Доротея Мироновна гоняется с ремнем за своим сыном Валериком – уже загнала его в самый угол у забора. Валерику девять лет, он очень хорошенький мальчик. Все девочки говорят, что он очень хорошенький мальчик – хоть и маленький еще: прямо мальчик с картинки. Отец Валерика был писатель, он погиб на фронте. Из-за того что он погиб на фронте, Доротею Мироновну – как вдову писателя – взяли в третий отряд воспитательницей (чтобы дать ей возможность заработать сколько-нибудь денег). Она лупит Валерика в дальнем углу, но Валерик орет во все горло, слышно на весь участок.
– Доротея Мироновна, что вы делаете? Ему больно! – говорит Оля.
– Да, пусть ему будет больно! – откликается Доротея Мироновна. – Пусть ему будет больно, пусть ему будет как следует больно, чтобы он знал, чтобы знал, как не слушаться своей матери!
Какие-то дачницы останавливаются возле забора:
– Что такое? Что здесь происходит? Как вы смеете бить ребенка?!

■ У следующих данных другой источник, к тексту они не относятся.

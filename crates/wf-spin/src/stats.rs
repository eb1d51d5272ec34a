//! Session statistics

use serde::{Deserialize, Serialize};
use wf_rules::RuleOutcome;

use crate::engine::SpinResult;

/// Running totals over a session
#[derive(Debug, Clone, Default, PartialEq, Serialize, Deserialize)]
pub struct SessionStats {
    pub total_spins: u64,
    pub wins: u64,
    pub losses: u64,
    pub continues: u64,
    /// Sum of all score deltas
    pub total_points: i64,
    /// Spins that hit the step ceiling before settling
    pub unsettled_spins: u64,
    pub total_settle_steps: u64,
}

impl SessionStats {
    /// Fold one spin in
    pub fn record(&mut self, result: &SpinResult) {
        self.total_spins += 1;
        match result.verdict.outcome {
            RuleOutcome::Win => self.wins += 1,
            RuleOutcome::Lose => self.losses += 1,
            RuleOutcome::Continue => self.continues += 1,
        }
        self.total_points = self.total_points.saturating_add(result.verdict.score_delta);
        if !result.physics.settled {
            self.unsettled_spins += 1;
        }
        self.total_settle_steps += result.physics.steps;
    }

    /// Mean physics steps per spin
    pub fn average_settle_steps(&self) -> f64 {
        if self.total_spins > 0 {
            self.total_settle_steps as f64 / self.total_spins as f64
        } else {
            0.0
        }
    }

    /// Calculate win rate (%)
    pub fn win_rate(&self) -> f64 {
        if self.total_spins > 0 {
            (self.wins as f64 / self.total_spins as f64) * 100.0
        } else {
            0.0
        }
    }
}

#[cfg(test)]
mod tests {
    use super::*;

    #[test]
    fn test_empty_stats() {
        let stats = SessionStats::default();
        assert_eq!(stats.win_rate(), 0.0);
        assert_eq!(stats.average_settle_steps(), 0.0);
    }

    #[test]
    fn test_rates() {
        let stats = SessionStats {
            total_spins: 4,
            wins: 1,
            total_settle_steps: 1000,
            ..Default::default()
        };
        assert_eq!(stats.win_rate(), 25.0);
        assert_eq!(stats.average_settle_steps(), 250.0);
    }
}
//! Statistical self-test
//!
//! Samples a weight vector many times from a seeded stream and compares the
//! empirical frequencies with the exact probabilities. Used by test suites
//! and the `wf-sim selftest` command to check convergence, never on the
//! production spin path.

use serde::{Deserialize, Serialize};
use wf_core::{RandomStream, WfResult};

use crate::balance::probabilities;
use crate::selector::OutcomeSelector;

/// Parameters for a distribution check
#[derive(Debug, Clone, Serialize, Deserialize)]
pub struct DistributionCheck {
    pub weights: Vec<f64>,
    pub samples: usize,
    pub seed: u32,
}

/// Result of a distribution check
#[derive(Debug, Clone, Serialize, Deserialize)]
pub struct DistributionReport {
    pub samples: usize,
    pub seed: u32,
    /// Hits per index
    pub counts: Vec<u64>,
    /// Exact probability per index
    pub expected: Vec<f64>,
    /// Empirical probability per index
    pub observed: Vec<f64>,
    /// Largest |observed - expected|
    pub max_deviation: f64,
}

impl DistributionReport {
    /// Every index within `tolerance` of its expected probability
    pub fn is_within(&self, tolerance: f64) -> bool {
        self.max_deviation <= tolerance
    }

    /// Index with the largest deviation
    pub fn worst_index(&self) -> Option<usize> {
        self.observed
            .iter()
            .zip(&self.expected)
            .map(|(o, e)| (o - e).abs())
            .enumerate()
            .max_by(|a, b| a.1.total_cmp(&b.1))
            .map(|(i, _)| i)
    }
}

impl DistributionCheck {
    pub fn new(weights: &[f64], samples: usize, seed: u32) -> Self {
        Self {
            weights: weights.to_vec(),
            samples,
            seed,
        }
    }

    /// Run the sampling loop
    pub fn execute(&self) -> WfResult<DistributionReport> {
        Self::run(&self.weights, self.samples, self.seed)
    }

    /// Sample `samples` times with a stream seeded by `seed`
    pub fn run(weights: &[f64], samples: usize, seed: u32) -> WfResult<DistributionReport> {
        let expected = probabilities(weights)?;
        let mut selector = OutcomeSelector::new(RandomStream::new(seed));
        let mut counts = vec![0u64; weights.len()];

        for _ in 0..samples {
            counts[selector.select(weights)?] += 1;
        }

        let observed: Vec<f64> = if samples == 0 {
            vec![0.0; weights.len()]
        } else {
            counts
                .iter()
                .map(|&c| c as f64 / samples as f64)
                .collect()
        };
        let max_deviation = observed
            .iter()
            .zip(&expected)
            .map(|(o, e)| (o - e).abs())
            .fold(0.0, f64::max);

        log::debug!(
            "Distribution check: {} samples, seed {}, max deviation {:.5}",
            samples,
            seed,
            max_deviation
        );

        Ok(DistributionReport {
            samples,
            seed,
            counts,
            expected,
            observed,
            max_deviation,
        })
    }
}

#[cfg(test)]
mod tests {
    use super::*;

    #[test]
    fn test_counts_add_up() {
        let report = DistributionCheck::run(&[1.0, 1.0, 2.0], 1000, 5).unwrap();
        assert_eq!(report.counts.iter().sum::<u64>(), 1000);
        assert_eq!(report.expected.len(), 3);
    }

    #[test]
    fn test_zero_weight_never_hit() {
        let report = DistributionCheck::run(&[0.0, 3.0, 1.0], 5000, 8).unwrap();
        assert_eq!(report.counts[0], 0);
    }

    #[test]
    fn test_same_seed_same_report() {
        let a = DistributionCheck::new(&[2.0, 5.0], 2000, 31).execute().unwrap();
        let b = DistributionCheck::new(&[2.0, 5.0], 2000, 31).execute().unwrap();
        assert_eq!(a.counts, b.counts);
    }

    #[test]
    fn test_invalid_weights_rejected() {
        assert!(DistributionCheck::run(&[], 10, 1).is_err());
        assert!(DistributionCheck::run(&[0.0], 10, 1).is_err());
    }

    #[test]
    fn test_zero_samples() {
        let report = DistributionCheck::run(&[1.0, 1.0], 0, 1).unwrap();
        assert_eq!(report.observed, vec![0.0, 0.0]);
        assert_eq!(report.max_deviation, 0.5);
        assert!(report.worst_index().is_some());
    }
}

– Имейте в виду, это не ребенок, это мой родной сын! – объясняет Доротея Мироновна (вообще-то мы зовем ее Дор-Мир).
– Это пионерский лагерь, – спорят дачницы, – и вы не имеете права на территории пионерского лагеря бить ребенка – даже если это ваш собственный сын!
– Пусть даже это пионерский лагерь, – соглашается Доротея Мироновна, – но вы не будете мне указывать, как мне воспитывать моего сына! Моего сына я буду воспитывать так, как считаю нужным! Я не хочу, чтобы из-за этого пионерского лагеря он вырос паразитом!
Мы все, почти весь лагерь, сто человек, собираемся вокруг и слушаем. Дачницы возмущаются и требуют позвать заведующую.
– Доротея Мироновна! – говорит Вера Алексеевна. – Я уже раньше предупреждала, что ваше поведение не соответствует занимаемой вами должности. Я думала, вы приняли во внимание. Но теперь я вижу, что вы ничего не поняли и опять устраиваете тут представление со своим мальчиком. Я вынуждена сообщить в Москву. Вы, верно, хотите, чтобы мы, весь коллектив, из-за вас опозорились и попали в историю!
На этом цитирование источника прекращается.